The drive bobbin 52 is disposed rotatably in the frame 51, is
coaxial with the first horizontal shaft 6, has a winding portion
523 that is formed with an annular groove, and is provided with
first and second drive shafts 524, 521 that extend in opposite
directions from the winding portion 523. The first drive shaft 524
has a diameter smaller than that of the second drive shaft 521, is
formed with a slit, and extends rotatably into the accommodating
space 516 of the end cover 513 through an axial hole in the second
part 517 of the end cover 513. The second drive shaft 521 and the
winding portion 523 are disposed rotatably in the axial hole of the
casing 511 of the frame 51.
The drive cord 58 has an upper end that is connected to the winding
portion 523 of the drive bobbin 52 in the annular groove, and a
lower end that extends out of the casing 511 of the frame 51 and
through the top housing 1.
The spiral spring 59 is disposed in the accommodating space 516, is
wound on the first drive shaft 524 of the drive bobbin 52, and has
opposite inner and outer ends that are connected to the respective
slits in the first drive shaft 524 of the drive bobbin 52 and the
first part 515 of the end cover 513 of the frame 51. The spiral
spring 59 provides a biasing action for biasing the drive bobbin 52
to rotate in the first direction (F) for winding the drive cord 58
on the winding portion 523 of the drive bobbin 52.
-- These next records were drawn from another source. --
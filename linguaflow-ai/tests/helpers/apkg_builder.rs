//! Builds `.apkg` packages on the fly
//!
//! Legacy packages carry `collection.anki2` (note types and decks as JSON in
//! the `col` table) plus a JSON media manifest. Modern packages carry a
//! zstd-compressed `collection.anki21b` with `notetypes`/`fields`/`decks`
//! tables, a zstd-compressed protobuf media manifest and zstd-compressed media.

use serde_json::{json, Map, Value};
use sqlx::sqlite::{SqliteConnectOptions, SqlitePoolOptions};
use std::io::{Cursor, Write};
use zip::write::SimpleFileOptions;
use zip::ZipWriter;

#[derive(Debug, Clone, Copy, PartialEq, Eq)]
pub enum PackageKind {
    Legacy,
    Modern,
}

#[derive(Debug, Clone)]
struct NoteType {
    id: i64,
    name: String,
    fields: Vec<String>,
}

#[derive(Debug, Clone)]
struct NoteRow {
    id: i64,
    mid: i64,
    fields: Vec<String>,
    tags: Vec<String>,
}

#[derive(Debug, Clone)]
pub struct ApkgBuilder {
    kind: PackageKind,
    notetypes: Vec<NoteType>,
    decks: Vec<(i64, String)>,
    notes: Vec<NoteRow>,
    cards: Vec<(i64, i64, i64)>,
    media: Vec<(String, Vec<u8>)>,
    dangling_media: Vec<String>,
}

impl ApkgBuilder {
    pub fn legacy() -> Self {
        Self::new(PackageKind::Legacy)
    }

    pub fn modern() -> Self {
        Self::new(PackageKind::Modern)
    }

    fn new(kind: PackageKind) -> Self {
        Self {
            kind,
            notetypes: Vec::new(),
            decks: Vec::new(),
            notes: Vec::new(),
            cards: Vec::new(),
            media: Vec::new(),
            dangling_media: Vec::new(),
        }
    }

    pub fn notetype(mut self, id: i64, name: &str, fields: &[&str]) -> Self {
        self.notetypes.push(NoteType {
            id,
            name: name.to_string(),
            fields: fields.iter().map(|f| f.to_string()).collect(),
        });
        self
    }

    /// Deck name uses `::` for hierarchy; modern packages store it as `\x1f`
    pub fn deck(mut self, id: i64, name: &str) -> Self {
        self.decks.push((id, name.to_string()));
        self
    }

    pub fn note(mut self, id: i64, mid: i64, fields: &[&str], tags: &[&str]) -> Self {
        self.notes.push(NoteRow {
            id,
            mid,
            fields: fields.iter().map(|f| f.to_string()).collect(),
            tags: tags.iter().map(|t| t.to_string()).collect(),
        });
        self
    }

    pub fn card(mut self, id: i64, nid: i64, did: i64) -> Self {
        self.cards.push((id, nid, did));
        self
    }

    pub fn media(mut self, filename: &str, bytes: &[u8]) -> Self {
        self.media.push((filename.to_string(), bytes.to_vec()));
        self
    }

    /// Manifest entry whose zip member is missing
    pub fn dangling_media(mut self, filename: &str) -> Self {
        self.dangling_media.push(filename.to_string());
        self
    }

    pub async fn build(&self) -> Vec<u8> {
        let collection = self.build_collection().await;

        let mut zip = ZipWriter::new(Cursor::new(Vec::new()));
        let options = SimpleFileOptions::default();

        match self.kind {
            PackageKind::Legacy => {
                zip.start_file("collection.anki2", options).unwrap();
                zip.write_all(&collection).unwrap();
            }
            PackageKind::Modern => {
                zip.start_file("collection.anki21b", options).unwrap();
                zip.write_all(&zstd::encode_all(&collection[..], 0).unwrap())
                    .unwrap();
            }
        }

        zip.start_file("media", options).unwrap();
        zip.write_all(&self.media_manifest()).unwrap();

        for (index, (_, bytes)) in self.media.iter().enumerate() {
            zip.start_file(index.to_string(), options).unwrap();
            match self.kind {
                PackageKind::Legacy => zip.write_all(bytes).unwrap(),
                PackageKind::Modern => zip
                    .write_all(&zstd::encode_all(&bytes[..], 0).unwrap())
                    .unwrap(),
            }
        }

        zip.finish().unwrap().into_inner()
    }

    fn manifest_names(&self) -> Vec<&str> {
        self.media
            .iter()
            .map(|(name, _)| name.as_str())
            .chain(self.dangling_media.iter().map(String::as_str))
            .collect()
    }

    fn media_manifest(&self) -> Vec<u8> {
        let names = self.manifest_names();
        match self.kind {
            PackageKind::Legacy => {
                let map: Map<String, Value> = names
                    .iter()
                    .enumerate()
                    .map(|(index, name)| (index.to_string(), json!(name)))
                    .collect();
                serde_json::to_vec(&map).unwrap()
            }
            PackageKind::Modern => {
                let mut message = Vec::new();
                for name in names {
                    let mut entry = Vec::new();
                    put_key(1, 2, &mut entry);
                    put_varint(name.len() as u64, &mut entry);
                    entry.extend_from_slice(name.as_bytes());

                    put_key(1, 2, &mut message);
                    put_varint(entry.len() as u64, &mut message);
                    message.extend_from_slice(&entry);
                }
                zstd::encode_all(&message[..], 0).unwrap()
            }
        }
    }

    async fn build_collection(&self) -> Vec<u8> {
        let dir = tempfile::tempdir().unwrap();
        let path = dir.path().join("fixture.db");
        let options = SqliteConnectOptions::new()
            .filename(&path)
            .create_if_missing(true);
        let pool = SqlitePoolOptions::new()
            .max_connections(1)
            .connect_with(options)
            .await
            .unwrap();

        sqlx::query("CREATE TABLE notes (id INTEGER PRIMARY KEY, guid TEXT, mid INTEGER NOT NULL, mod INTEGER, usn INTEGER, tags TEXT NOT NULL, flds TEXT NOT NULL, sfld TEXT, csum INTEGER, flags INTEGER, data TEXT)")
            .execute(&pool)
            .await
            .unwrap();
        sqlx::query("CREATE TABLE cards (id INTEGER PRIMARY KEY, nid INTEGER NOT NULL, did INTEGER NOT NULL, ord INTEGER)")
            .execute(&pool)
            .await
            .unwrap();

        match self.kind {
            PackageKind::Legacy => self.write_legacy_col(&pool).await,
            PackageKind::Modern => self.write_modern_tables(&pool).await,
        }

        for note in &self.notes {
            let tags = if note.tags.is_empty() {
                String::new()
            } else {
                format!(" {} ", note.tags.join(" "))
            };
            sqlx::query("INSERT INTO notes (id, guid, mid, mod, usn, tags, flds, sfld, csum, flags, data) VALUES (?, ?, ?, 0, -1, ?, ?, '', 0, 0, '')")
                .bind(note.id)
                .bind(format!("guid{}", note.id))
                .bind(note.mid)
                .bind(tags)
                .bind(note.fields.join("\x1f"))
                .execute(&pool)
                .await
                .unwrap();
        }

        for (id, nid, did) in &self.cards {
            sqlx::query("INSERT INTO cards (id, nid, did, ord) VALUES (?, ?, ?, 0)")
                .bind(id)
                .bind(nid)
                .bind(did)
                .execute(&pool)
                .await
                .unwrap();
        }

        pool.close().await;
        std::fs::read(&path).unwrap()
    }

    async fn write_legacy_col(&self, pool: &sqlx::SqlitePool) {
        sqlx::query("CREATE TABLE col (id INTEGER PRIMARY KEY, crt INTEGER, mod INTEGER, ver INTEGER, models TEXT NOT NULL, decks TEXT NOT NULL)")
            .execute(pool)
            .await
            .unwrap();

        let models: Map<String, Value> = self
            .notetypes
            .iter()
            .map(|nt| {
                // Stored out of order on purpose; readers must sort by `ord`
                let mut flds: Vec<Value> = nt
                    .fields
                    .iter()
                    .enumerate()
                    .map(|(ord, name)| json!({"name": name, "ord": ord}))
                    .collect();
                flds.reverse();
                (
                    nt.id.to_string(),
                    json!({"id": nt.id, "name": nt.name, "flds": flds}),
                )
            })
            .collect();

        let decks: Map<String, Value> = self
            .decks
            .iter()
            .map(|(id, name)| (id.to_string(), json!({"id": id, "name": name})))
            .collect();

        sqlx::query("INSERT INTO col (id, crt, mod, ver, models, decks) VALUES (1, 0, 0, 11, ?, ?)")
            .bind(Value::Object(models).to_string())
            .bind(Value::Object(decks).to_string())
            .execute(pool)
            .await
            .unwrap();
    }

    async fn write_modern_tables(&self, pool: &sqlx::SqlitePool) {
        for ddl in [
            "CREATE TABLE notetypes (id INTEGER PRIMARY KEY, name TEXT NOT NULL)",
            "CREATE TABLE fields (ntid INTEGER NOT NULL, ord INTEGER NOT NULL, name TEXT NOT NULL, PRIMARY KEY (ntid, ord))",
            "CREATE TABLE decks (id INTEGER PRIMARY KEY, name TEXT NOT NULL)",
        ] {
            sqlx::query(ddl).execute(pool).await.unwrap();
        }

        for nt in &self.notetypes {
            sqlx::query("INSERT INTO notetypes (id, name) VALUES (?, ?)")
                .bind(nt.id)
                .bind(&nt.name)
                .execute(pool)
                .await
                .unwrap();
            for (ord, name) in nt.fields.iter().enumerate().rev() {
                sqlx::query("INSERT INTO fields (ntid, ord, name) VALUES (?, ?, ?)")
                    .bind(nt.id)
                    .bind(ord as i64)
                    .bind(name)
                    .execute(pool)
                    .await
                    .unwrap();
            }
        }

        for (id, name) in &self.decks {
            sqlx::query("INSERT INTO decks (id, name) VALUES (?, ?)")
                .bind(id)
                .bind(name.replace("::", "\x1f"))
                .execute(pool)
                .await
                .unwrap();
        }
    }
}

fn put_key(field: u64, wire: u64, out: &mut Vec<u8>) {
    put_varint((field << 3) | wire, out);
}

fn put_varint(mut value: u64, out: &mut Vec<u8>) {
    while value >= 0x80 {
        out.push((value as u8) | 0x80);
        value >>= 7;
    }
    out.push(value as u8);
}

/// Front/Back vocabulary deck used across tests
pub async fn vocabulary_package(kind: PackageKind) -> Vec<u8> {
    let builder = match kind {
        PackageKind::Legacy => ApkgBuilder::legacy(),
        PackageKind::Modern => ApkgBuilder::modern(),
    };

    builder
        .notetype(1700000000001, "Basic", &["Front", "Back"])
        .deck(1, "Default")
        .deck(1700000000100, "Spanish::Verbs")
        .note(
            1700000001000,
            1700000000001,
            &["<b>to eat</b>", "comer<img src=\"eat.png\">"],
            &["verbs", "a1"],
        )
        .note(
            1700000002000,
            1700000000001,
            &["to drink", "beber [sound:beber.mp3]"],
            &["verbs"],
        )
        .note(1700000003000, 1700000000001, &["orphan", "huérfano"], &[])
        .card(1700000001001, 1700000001000, 1700000000100)
        .card(1700000002001, 1700000002000, 1)
        .media("eat.png", b"\x89PNG fake image")
        .media("beber.mp3", b"ID3 fake audio")
        .build()
        .await
}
The clutch unit 54 includes a driven hub 541 and a coupling spring
unit 542. The driven hub 541 is disposed rotatably in the frame 51,
is sleeved securely on the first horizontal shaft 6, and has
opposite first and second end portions. The second end portion has
a diameter smaller than that of the first end portion, and extends
out of the axial hole in the casing 511 and through an axial hole
in the end cover 512. The coupling spring unit 542 includes a first
spring 543 that is sleeved fittingly on the second drive shaft 521
of the drive bobbin 52, that is wound in the second direction (S)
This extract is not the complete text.